Tea Knowledge

Tea Knowledge

So what is this thing we love so much called TEA? Can this one plant be the muse of poets, the source of mystery and wisdom, the torch of romance, and truly be the second most consumed beverage, after water, in the world? It's all that and more! Tea is a lifelong pursuit of story, flavor and adventure. Let's journey together.

Camellia sinensis was originally "discovered" in China and much later in the mid-19th century in Assam, in Northern India. Undisturbed it can grow into a tree between 15 and 50 feet tall. There are still many wild, semi-wild and ancient tea trees in China. Cultivated, the evergreen tea plants are pruned and nurtured into bush shape to enhance production.

Teas By Type

Camelia sinensis: One plant, many types of tea!
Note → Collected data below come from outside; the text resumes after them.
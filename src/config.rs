use clap::{Parser, Subcommand, ValueEnum};
use serde::Deserialize;
use std::path::PathBuf;

#[derive(Parser, Debug)]
#[command(name = "musicalart", about = "Music social network prototype")]
pub struct Cli {
    /// Path to config file
    #[arg(short, long)]
    pub config: Option<PathBuf>,

    /// Path to data directory
    #[arg(long)]
    pub data_dir: Option<PathBuf>,

    /// Override the id generation strategy
    #[arg(long, value_enum)]
    pub ids: Option<IdStrategy>,

    #[command(subcommand)]
    pub command: Option<Command>,
}

#[derive(Subcommand, Debug, Clone)]
pub enum Command {
    /// Log in with an email and secret
    Login {
        #[arg(long)]
        email: String,
        #[arg(long)]
        secret: String,
    },
    /// Register a new identity and log in as it
    Register {
        #[arg(long)]
        username: String,
        #[arg(long)]
        email: String,
        #[arg(long)]
        name: String,
        #[arg(long)]
        secret: String,
        #[arg(long)]
        bio: Option<String>,
        /// Avatar image URL
        #[arg(long)]
        avatar: Option<String>,
    },
    /// Forget the persisted identity
    Logout,
    /// Print the persisted identity
    Whoami,
    /// Dump a registry as JSON
    Show {
        #[arg(value_enum)]
        what: ShowTarget,
    },
}

#[derive(ValueEnum, Debug, Clone, Copy, PartialEq, Eq)]
pub enum ShowTarget {
    Posts,
    Feed,
    Competitions,
    Streams,
    Donations,
}

#[derive(ValueEnum, Deserialize, Debug, Clone, Copy, Default, PartialEq, Eq)]
#[serde(rename_all = "snake_case")]
pub enum IdStrategy {
    #[default]
    UuidV7,
    Sequential,
}

#[derive(Deserialize, Debug, Clone, Default)]
#[serde(default)]
pub struct Config {
    pub storage: StorageConfig,
    pub auth: AuthConfig,
    pub ledger: LedgerConfig,
    pub ids: IdsConfig,
}

#[derive(Deserialize, Debug, Clone, Default)]
#[serde(default)]
pub struct StorageConfig {
    pub path: Option<PathBuf>,
}

#[derive(Deserialize, Debug, Clone)]
#[serde(default)]
pub struct AuthConfig {
    pub storage_key: String,
    pub bcrypt_cost: u32,
    /// Cost for the demo accounts' shared secret, hashed on every start
    pub seed_bcrypt_cost: u32,
}

#[derive(Deserialize, Debug, Clone)]
#[serde(default)]
pub struct LedgerConfig {
    pub recent_limit: usize,
    pub top_donators_limit: usize,
}

#[derive(Deserialize, Debug, Clone, Default)]
#[serde(default)]
pub struct IdsConfig {
    pub strategy: IdStrategy,
}

impl Default for AuthConfig {
    fn default() -> Self {
        Self {
            storage_key: "musicalart_user".to_string(),
            bcrypt_cost: bcrypt::DEFAULT_COST,
            seed_bcrypt_cost: 4,
        }
    }
}

impl Default for LedgerConfig {
    fn default() -> Self {
        Self {
            recent_limit: 10,
            top_donators_limit: 5,
        }
    }
}

impl AuthConfig {
    /// bcrypt rejects costs outside 4..=31
    pub fn effective_cost(&self) -> u32 {
        self.bcrypt_cost.clamp(4, 31)
    }

    pub fn effective_seed_cost(&self) -> u32 {
        self.seed_bcrypt_cost.clamp(4, 31)
    }
}

impl Config {
    pub fn load(cli: &Cli) -> anyhow::Result<Self> {
        let data_dir = Self::data_dir(cli)?;
        let config_path = cli
            .config
            .clone()
            .unwrap_or_else(|| data_dir.join("config.toml"));

        let mut config = if config_path.exists() {
            let content = std::fs::read_to_string(&config_path)?;
            toml::from_str(&content)?
        } else {
            Config::default()
        };

        // CLI overrides
        if let Some(strategy) = cli.ids {
            config.ids.strategy = strategy;
        }

        // Resolve paths relative to data dir
        if config.storage.path.is_none() {
            config.storage.path = Some(data_dir.join("musicalart.db"));
        }

        Ok(config)
    }

    pub fn data_dir(cli: &Cli) -> anyhow::Result<PathBuf> {
        match cli.data_dir.clone() {
            Some(dir) => Ok(dir),
            None => dirs::home_dir()
                .map(|home| home.join(".musicalart"))
                .ok_or_else(|| anyhow::anyhow!("Could not determine home directory")),
        }
    }

    /// Only `None` before `load` has resolved it.
    pub fn storage_path(&self) -> Option<&PathBuf> {
        self.storage.path.as_ref()
    }
}

#[cfg(test)]
mod tests {
    use super::*;

    fn cli(data_dir: Option<PathBuf>) -> Cli {
        Cli {
            config: None,
            data_dir,
            ids: None,
            command: None,
        }
    }

    #[test]
    fn default_config_has_expected_values() {
        let config = Config::default();
        assert_eq!(config.auth.storage_key, "musicalart_user");
        assert_eq!(config.auth.bcrypt_cost, bcrypt::DEFAULT_COST);
        assert_eq!(config.ledger.recent_limit, 10);
        assert_eq!(config.ledger.top_donators_limit, 5);
        assert_eq!(config.ids.strategy, IdStrategy::UuidV7);
        assert!(config.storage.path.is_none());
    }

    #[test]
    fn effective_cost_is_clamped() {
        let mut auth = AuthConfig::default();
        auth.bcrypt_cost = 1;
        assert_eq!(auth.effective_cost(), 4);
        auth.bcrypt_cost = 99;
        assert_eq!(auth.effective_cost(), 31);
        auth.seed_bcrypt_cost = 0;
        assert_eq!(auth.effective_seed_cost(), 4);
    }

    #[test]
    fn seed_accounts_hash_cheaply_by_default() {
        let auth = AuthConfig::default();
        assert_eq!(auth.effective_seed_cost(), 4);
        assert!(auth.effective_seed_cost() < auth.effective_cost());
    }

    #[test]
    fn register_accepts_avatar() {
        let cli = Cli::parse_from([
            "musicalart",
            "register",
            "--username",
            "nueva",
            "--email",
            "nueva@test.com",
            "--name",
            "Nueva",
            "--secret",
            "pw",
            "--avatar",
            "https://example.com/a.png",
        ]);
        match cli.command {
            Some(Command::Register { avatar, bio, .. }) => {
                assert_eq!(avatar.as_deref(), Some("https://example.com/a.png"));
                assert!(bio.is_none());
            }
            other => panic!("unexpected command: {:?}", other),
        }
    }

    #[test]
    fn data_dir_uses_cli_override() {
        let cli = cli(Some(PathBuf::from("/tmp/test-musicalart")));
        assert_eq!(
            Config::data_dir(&cli).unwrap(),
            PathBuf::from("/tmp/test-musicalart")
        );
    }

    #[test]
    fn load_with_no_config_file_uses_defaults() {
        let tmp = tempfile::tempdir().unwrap();
        let config = Config::load(&cli(Some(tmp.path().to_path_buf()))).unwrap();
        assert_eq!(config.auth.storage_key, "musicalart_user");
        assert_eq!(
            config.storage_path(),
            Some(&tmp.path().join("musicalart.db"))
        );
    }

    #[test]
    fn load_reads_toml_file() {
        let tmp = tempfile::tempdir().unwrap();
        let config_path = tmp.path().join("config.toml");
        std::fs::write(
            &config_path,
            r#"
[auth]
storage_key = "other_user"
bcrypt_cost = 6

[ledger]
recent_limit = 3

[ids]
strategy = "sequential"
"#,
        )
        .unwrap();

        let cli = Cli {
            config: Some(config_path),
            data_dir: Some(tmp.path().to_path_buf()),
            ids: None,
            command: None,
        };
        let config = Config::load(&cli).unwrap();
        assert_eq!(config.auth.storage_key, "other_user");
        assert_eq!(config.auth.bcrypt_cost, 6);
        assert_eq!(config.ledger.recent_limit, 3);
        assert_eq!(config.ledger.top_donators_limit, 5);
        assert_eq!(config.ids.strategy, IdStrategy::Sequential);
    }

    #[test]
    fn cli_overrides_beat_toml_values() {
        let tmp = tempfile::tempdir().unwrap();
        let config_path = tmp.path().join("config.toml");
        std::fs::write(&config_path, "[ids]\nstrategy = \"sequential\"\n").unwrap();

        let cli = Cli {
            config: Some(config_path),
            data_dir: Some(tmp.path().to_path_buf()),
            ids: Some(IdStrategy::UuidV7),
            command: None,
        };
        let config = Config::load(&cli).unwrap();
        assert_eq!(config.ids.strategy, IdStrategy::UuidV7);
    }

    #[test]
    fn explicit_storage_path_is_kept() {
        let tmp = tempfile::tempdir().unwrap();
        let config_path = tmp.path().join("config.toml");
        std::fs::write(&config_path, "[storage]\npath = \"/var/lib/ma.db\"\n").unwrap();

        let cli = Cli {
            config: Some(config_path),
            data_dir: Some(tmp.path().to_path_buf()),
            ids: None,
            command: None,
        };
        let config = Config::load(&cli).unwrap();
        assert_eq!(config.storage_path(), Some(&PathBuf::from("/var/lib/ma.db")));
    }
}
White, Green, Yellow, Oolong, Black, and Dark (Pu-er) - all tea types come from the same plant. That's what makes tea an international adventure! The basic steps of withering, oxidation control, rolling, firing, drying, grading/sorting and packaging are common steps among types. But the specifics of each processing method, some are secretive and passed only from family to family, estate to estate, garden to garden, yield its own tea type. Combine the seasonality of the harvest times throughout the growing year and the pluck (which leaves are actually picked) and the myriad of teas produced exhibit beautiful leaf shapes and colors, and amazing aromas and flavors. Add some fanciful and sometimes hard to pronounce names and welcome to the world of pure leaf tea!
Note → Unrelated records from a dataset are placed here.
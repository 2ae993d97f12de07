use std::collections::HashSet;

use chrono::{DateTime, Duration, Utc};
use serde::{Deserialize, Serialize};

use crate::error::{AppError, AppResult};
use crate::ids::{FeedPostId, Minter, UserId};

#[derive(Debug, Clone, PartialEq, Serialize, Deserialize)]
pub struct Author {
    pub id: UserId,
    pub name: String,
    /// `@handle`
    pub username: String,
    /// Initials shown in place of a picture
    pub avatar: String,
    pub verified: bool,
    pub followers: u64,
}

#[derive(Debug, Clone, PartialEq, Serialize, Deserialize)]
#[serde(tag = "type", rename_all = "snake_case")]
pub enum FeedContent {
    Music {
        text: String,
        audio_title: Option<String>,
        duration: Option<String>,
        genre: String,
    },
    Video {
        text: String,
        video_title: String,
        duration: Option<String>,
        genre: String,
    },
    Competition {
        text: String,
        battle_title: String,
        rank: String,
        genre: String,
    },
}

impl FeedContent {
    pub fn text(&self) -> &str {
        match self {
            Self::Music { text, .. } | Self::Video { text, .. } | Self::Competition { text, .. } => {
                text
            }
        }
    }

    pub fn genre(&self) -> &str {
        match self {
            Self::Music { genre, .. }
            | Self::Video { genre, .. }
            | Self::Competition { genre, .. } => genre,
        }
    }
}

#[derive(Debug, Clone, Default, PartialEq, Eq, Serialize, Deserialize)]
pub struct PostStats {
    pub likes: u64,
    pub comments: u64,
    pub shares: u64,
    pub is_liked: bool,
}

#[derive(Debug, Clone, PartialEq, Serialize, Deserialize)]
pub struct FeedPost {
    pub id: FeedPostId,
    pub author: Author,
    pub content: FeedContent,
    pub stats: PostStats,
    pub created_at: DateTime<Utc>,
}

#[derive(Debug, Clone, PartialEq, Eq, Serialize, Deserialize)]
pub struct TrendingTopic {
    pub name: String,
    pub posts: u64,
}

/// A suggested artist as seen by one viewer.
#[derive(Debug, Clone, PartialEq, Serialize)]
pub struct SuggestedArtist {
    pub artist: Author,
    pub is_following: bool,
}

/// "12.5K"-style rendering of a follower or post count.
pub fn format_compact(n: u64) -> String {
    fn scaled(n: u64, unit: u64, suffix: &str) -> String {
        let tenths = n / (unit / 10);
        if tenths % 10 == 0 {
            format!("{}{}", tenths / 10, suffix)
        } else {
            format!("{}.{}{}", tenths / 10, tenths % 10, suffix)
        }
    }

    match n {
        0..=999 => n.to_string(),
        1_000..=999_999 => scaled(n, 1_000, "K"),
        _ => scaled(n, 1_000_000, "M"),
    }
}

/// Feed posts, trending topics, suggested artists and who follows whom.
pub struct CommunityStore {
    posts: Vec<FeedPost>,
    trending: Vec<TrendingTopic>,
    suggested: Vec<Author>,
    follows: HashSet<(UserId, UserId)>,
    minter: Minter,
    revision: u64,
}

impl CommunityStore {
    pub fn new(minter: Minter) -> Self {
        Self {
            posts: Vec::new(),
            trending: Vec::new(),
            suggested: Vec::new(),
            follows: HashSet::new(),
            minter,
            revision: 0,
        }
    }

    pub fn seeded(minter: Minter) -> Self {
        let now = minter.now();
        let mut store = Self::new(minter);

        let author = |id: &str, name: &str, handle: &str, avatar: &str, verified, followers| Author {
            id: UserId::new(id),
            name: name.into(),
            username: handle.into(),
            avatar: avatar.into(),
            verified,
            followers,
        };

        store.posts = vec![
            FeedPost {
                id: FeedPostId::new("1"),
                author: author("artist-1", "María González", "@mariasings", "MG", true, 12_500),
                content: FeedContent::Music {
                    text: "Nueva canción que escribí anoche 🎵 ¿Qué opinan?".into(),
                    audio_title: Some("Corazón de Fuego".into()),
                    duration: Some("3:42".into()),
                    genre: "Pop Latino".into(),
                },
                stats: PostStats {
                    likes: 1847,
                    comments: 234,
                    shares: 89,
                    is_liked: false,
                },
                created_at: now - Duration::hours(2),
            },
            FeedPost {
                id: FeedPostId::new("2"),
                author: author("artist-2", "DJ Carlos Beat", "@carlosbeat", "CB", true, 25_800),
                content: FeedContent::Video {
                    text: "Live remix session desde mi estudio 🔥".into(),
                    video_title: "Electronic Fusion Live".into(),
                    duration: Some("15:32".into()),
                    genre: "Electronic".into(),
                },
                stats: PostStats {
                    likes: 3241,
                    comments: 567,
                    shares: 156,
                    is_liked: false,
                },
                created_at: now - Duration::hours(4),
            },
            FeedPost {
                id: FeedPostId::new("3"),
                author: author("artist-3", "Ana Vocalist", "@anavocals", "AV", false, 8_200),
                content: FeedContent::Competition {
                    text: "¡Acabo de ganar la batalla de R&B! 🏆 Gracias por votar".into(),
                    battle_title: "R&B Vocal Battle #145".into(),
                    rank: "1er Lugar".into(),
                    genre: "R&B".into(),
                },
                stats: PostStats {
                    likes: 892,
                    comments: 134,
                    shares: 45,
                    is_liked: false,
                },
                created_at: now - Duration::hours(6),
            },
        ];

        store.trending = [
            ("#FreestyleFriday", 2_300),
            ("#AcousticChallenge", 1_800),
            ("#LatinVibes", 1_500),
            ("#ElectronicNights", 1_200),
            ("#VocalPower", 890),
        ]
        .into_iter()
        .map(|(name, posts)| TrendingTopic {
            name: name.into(),
            posts,
        })
        .collect();

        store.suggested = vec![
            author("artist-4", "Luis Rapper", "@luisrap", "LR", false, 18_500),
            author("artist-5", "Sofia Jazz", "@sofiajazz", "SJ", true, 15_200),
            author("artist-6", "Rock Band XYZ", "@rockxyz", "RB", true, 22_100),
        ];

        store
    }

    fn find_mut(&mut self, id: &FeedPostId) -> AppResult<&mut FeedPost> {
        self.posts
            .iter_mut()
            .find(|p| &p.id == id)
            .ok_or_else(|| AppError::not_found("feed post", id))
    }

    /// Flip the like flag, moving the counter with it.
    pub fn like_post(&mut self, id: &FeedPostId) -> AppResult<FeedPost> {
        let post = self.find_mut(id)?;
        if post.stats.is_liked {
            post.stats.likes = post.stats.likes.saturating_sub(1);
            post.stats.is_liked = false;
        } else {
            post.stats.likes += 1;
            post.stats.is_liked = true;
        }
        let snapshot = post.clone();
        self.revision += 1;
        Ok(snapshot)
    }

    pub fn share_post(&mut self, id: &FeedPostId) -> AppResult<FeedPost> {
        let post = self.find_mut(id)?;
        post.stats.shares += 1;
        let snapshot = post.clone();
        self.revision += 1;
        Ok(snapshot)
    }

    /// Count a comment. Comment bodies are not kept for feed posts.
    pub fn comment_on_post(&mut self, id: &FeedPostId) -> AppResult<FeedPost> {
        let post = self.find_mut(id)?;
        post.stats.comments += 1;
        let snapshot = post.clone();
        self.revision += 1;
        Ok(snapshot)
    }

    /// Publish a music post at the top of the feed.
    pub fn create_post(&mut self, author_id: UserId, name: &str, text: &str) -> AppResult<FeedPost> {
        if text.trim().is_empty() {
            return Err(AppError::Validation("post text is empty".into()));
        }

        let post = FeedPost {
            id: self.minter.mint(),
            author: Author {
                id: author_id,
                name: name.to_string(),
                username: format!("@{}", name.to_lowercase()),
                avatar: name.chars().take(2).collect::<String>().to_uppercase(),
                verified: false,
                followers: 0,
            },
            content: FeedContent::Music {
                text: text.to_string(),
                audio_title: None,
                duration: None,
                genre: "General".into(),
            },
            stats: PostStats::default(),
            created_at: self.minter.now(),
        };

        self.posts.insert(0, post.clone());
        self.revision += 1;
        tracing::info!("Feed post {} by {}", post.id, post.author.username);
        Ok(post)
    }

    fn is_known_artist(&self, id: &UserId) -> bool {
        self.posts.iter().any(|p| &p.author.id == id) || self.suggested.iter().any(|a| &a.id == id)
    }

    /// Follow or unfollow `artist` on behalf of `viewer`. Returns whether
    /// `viewer` now follows `artist`.
    pub fn toggle_follow(&mut self, viewer: &UserId, artist: &UserId) -> AppResult<bool> {
        if viewer == artist {
            return Err(AppError::Validation("cannot follow yourself".into()));
        }
        if !self.is_known_artist(artist) {
            return Err(AppError::not_found("artist", artist));
        }

        let pair = (viewer.clone(), artist.clone());
        let following = if self.follows.remove(&pair) {
            false
        } else {
            self.follows.insert(pair);
            true
        };

        self.revision += 1;
        tracing::debug!("{} follows {}: {}", viewer, artist, following);
        Ok(following)
    }

    pub fn is_following(&self, viewer: &UserId, artist: &UserId) -> bool {
        self.follows.contains(&(viewer.clone(), artist.clone()))
    }

    pub fn suggested_artists(&self, viewer: Option<&UserId>) -> Vec<SuggestedArtist> {
        self.suggested
            .iter()
            .map(|artist| SuggestedArtist {
                artist: artist.clone(),
                is_following: viewer.is_some_and(|v| self.is_following(v, &artist.id)),
            })
            .collect()
    }

    pub fn get(&self, id: &FeedPostId) -> Option<&FeedPost> {
        self.posts.iter().find(|p| &p.id == id)
    }

    /// Newest first
    pub fn posts(&self) -> &[FeedPost] {
        &self.posts
    }

    pub fn trending_topics(&self) -> &[TrendingTopic] {
        &self.trending
    }

    pub fn revision(&self) -> u64 {
        self.revision
    }
}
With so many choices, there certainly is a flavor adventure waiting for those who choose to explore Teas By Type.

Note: All Camelia sinensis tea have caffeine.

Herbal Tea: Everything else brewed from a plant that is not Camelia sinensis.

Herbal Tea or tisanes are “teas” generally made from dried fruits and berries, herbs, spices, flowers, leaves and even roots of any plant that is not Camelia sinensis. Herbal teas are generally caffeine free, aromatic and flavorful. Throughout history, cultures have consumed herbal teas for medicine, ritual, and relaxation among other benefits. Herbal Blends can be simple or complex with a variety of flavors and effects.

We made some of our herbal blends with the intention of health benefits, others are purely for fun, flavor and enjoyment. The vast majority of Happy Lucky’s herbal blends are our own unique creation…we like to play with a colorful palette!

Note: Some Herbs have caffeine (Yerba Maté and Guayusa) but most do not.

Teas By Origin

Much like wine, the concept of terroir—the complete natural environment including the soil, topography, and climate—impart tea plants with unique flavors. Many factors: temperature and rainfall, shadow and light, soil, altitude and gradient of tea growing regions affect the flavor and characteristics of tea. It’s all the same plant, Camellia sinensis, but different varieties, cultivars and terroir are what make tea grown in different regions and countries so wonderfully varied. Even micro-climates within a tea garden will yield different flavors. The same "type" of tea with a similar leaf shape and processing will possess differing characteristics. This is what makes the journey so much fun. We invite you to explore by Tea By Origin.

Let's Talk Caffeine

How much caffeine is in tea? The amount of caffeine in tea is hotly debated. The short answer is...less than coffee. How much less is even more confusing. Caffeine is water soluble and is infused into the brew based upon water temperature and length of steeping. Additionally, the season of the pluck and which leaves are picked also affect caffeine level. Younger leaves and buds contain more caffeine per weight than older leaves and stems. To accurately calculate the amount of caffeine in tea would require each batch to be analyzed. The exact results wouldn't yield more info than levels 50%-85% less than coffee.

Plus when you add the amino acid, theanine, to the infusion the way the caffeine affects you will be different. In tea the stimulating effect can last up to 10 hours while coffee—aka the "bean" tea—produces that (in)famous spike and crash feeling.

Herbal Teas

Does Happy Lucky's have any decaffeinated tea? The simple answer is no, but don't be offended. Herbs such as Rooibos, Tulsi, Cocao "chocolate" tea create wonderful infusions on their own and when blended with other herbs, roots and spices. A whole new world of water infused herbal beverages, "tea", awaits.